In 2010, I wrote a booklet for Career Partners International, a leading outplacement counseling firm, in which I compared the 20th century workplace with the 21st century workplace. In simple terms, I made the case that the once-upon-a-time dominant workplace of regular, full-time workers was fast becoming a workplace of workers who work part-time, some of the time, for free or for a fixed fee.
And here we are in 2021 and the change has happened — not because of the pandemic, as most would like us to believe, but because of economic, societal, technological, ergonomic and other obvious changes that were staring us in the face long before this pandemic.
If we work later in life some of the time, our mental and physical health will benefit.
As change is our new reality, the flexible options are specifically suited to older workers because…

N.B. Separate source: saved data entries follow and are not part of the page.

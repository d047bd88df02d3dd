use std::path::Path;

use mangaclean::{
    BBox, CleanOptions, ImageInfo, PageReport, ResizeOptions, dominant_image, inspect,
};

use crate::cli::TextFormat;
use crate::shared::open_pdf;

fn format_bbox(b: &BBox) -> String {
    format!("[{:.2}, {:.2}, {:.2}, {:.2}]", b.x0, b.top, b.x1, b.bottom)
}

pub fn run(file: &Path, format: &TextFormat) -> Result<(), i32> {
    let doc = open_pdf(file)?;
    let report = inspect(&doc, &CleanOptions::default()).map_err(|e| {
        eprintln!("Error: {e}");
        1
    })?;

    let resize = ResizeOptions::default();
    let mut dominant: Vec<Option<ImageInfo>> = Vec::with_capacity(report.pages.len());
    for page in &report.pages {
        let image = dominant_image(&doc, page.index, &resize).map_err(|e| {
            eprintln!("Error reading page {}: {e}", page.index + 1);
            1
        })?;
        dominant.push(image.map(|i| i.info));
    }

    match format {
        TextFormat::Text => {
            for (page, image) in report.pages.iter().zip(&dominant) {
                print_page(page, image.as_ref());
            }
            for warning in &report.warnings {
                println!("Warning: {warning}");
            }
            println!(
                "Summary: {} pages, {} redacted, {} removed, {} watermark areas, {} warnings",
                report.pages_scanned(),
                report.pages_redacted(),
                report.removed.len(),
                report.areas_found(),
                report.warnings.len()
            );
        }
        TextFormat::Json => {
            let pages: Vec<serde_json::Value> = report
                .pages
                .iter()
                .zip(&dominant)
                .map(|(page, image)| {
                    let mut value = serde_json::to_value(page).unwrap_or_default();
                    value["page"] = serde_json::json!(page.index + 1);
                    value["dominant_image"] = serde_json::to_value(image).unwrap_or_default();
                    value
                })
                .collect();
            let output = serde_json::json!({
                "file": file.display().to_string(),
                "pages": pages,
                "removed": report.removed,
                "warnings": report.warnings,
            });
            println!(
                "{}",
                serde_json::to_string_pretty(&output).unwrap_or_default()
            );
        }
    }
    Ok(())
}

fn print_page(page: &PageReport, image: Option<&ImageInfo>) {
    let image = match image {
        Some(info) => format!("{} ({}x{})", info.name, info.width, info.height),
        None => "none".to_string(),
    };
    println!(
        "Page {}: {}  text={}  dominant image: {}",
        page.index + 1,
        page.disposition,
        page.text_len,
        image
    );
    for area in &page.areas {
        println!("  watermark {:?} at {}", area.text, format_bbox(&area.bbox));
    }
}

• Cognitive decline is preventable for many of us by working in some capacity. Look up the advances active brain activity is having in staving off some forms of dementia. Many studies confirm that using your brain at part-time work helps to maintain your resiliency. A flexible work schedule is of particular benefit for mature workers because it allows more time for all aspects of health renewal.
• Mental health can be maintained by working flexibly for community or other socially interactive nonprofits. As Nina Vasan, MD, of the Stanford Lab for Mental Health, said, “Mental health is the bedrock of community and, vice versa, community is the bedrock of mental health.” In brief, doing good work is good for you, too.
Where can you find this work that will help maintain your mental and emotional fitness? The key is finding something that is meaningful to both you and your community.
• Consider businesses that deliver meals and groceries, offer video-based fitness, or repurpose clothing and household goods.
• Review other contributors to Generations Magazine. They are your network. The authors know where new opportunities are emerging.
• Read my last month’s article on new places to work — especially in a flexible way.
For more about the longevity benefits of working longer and later in life, search the Brooking Institute as well as the Harvard Institute. Be a workforce not a workhorse. Your brain will thank you.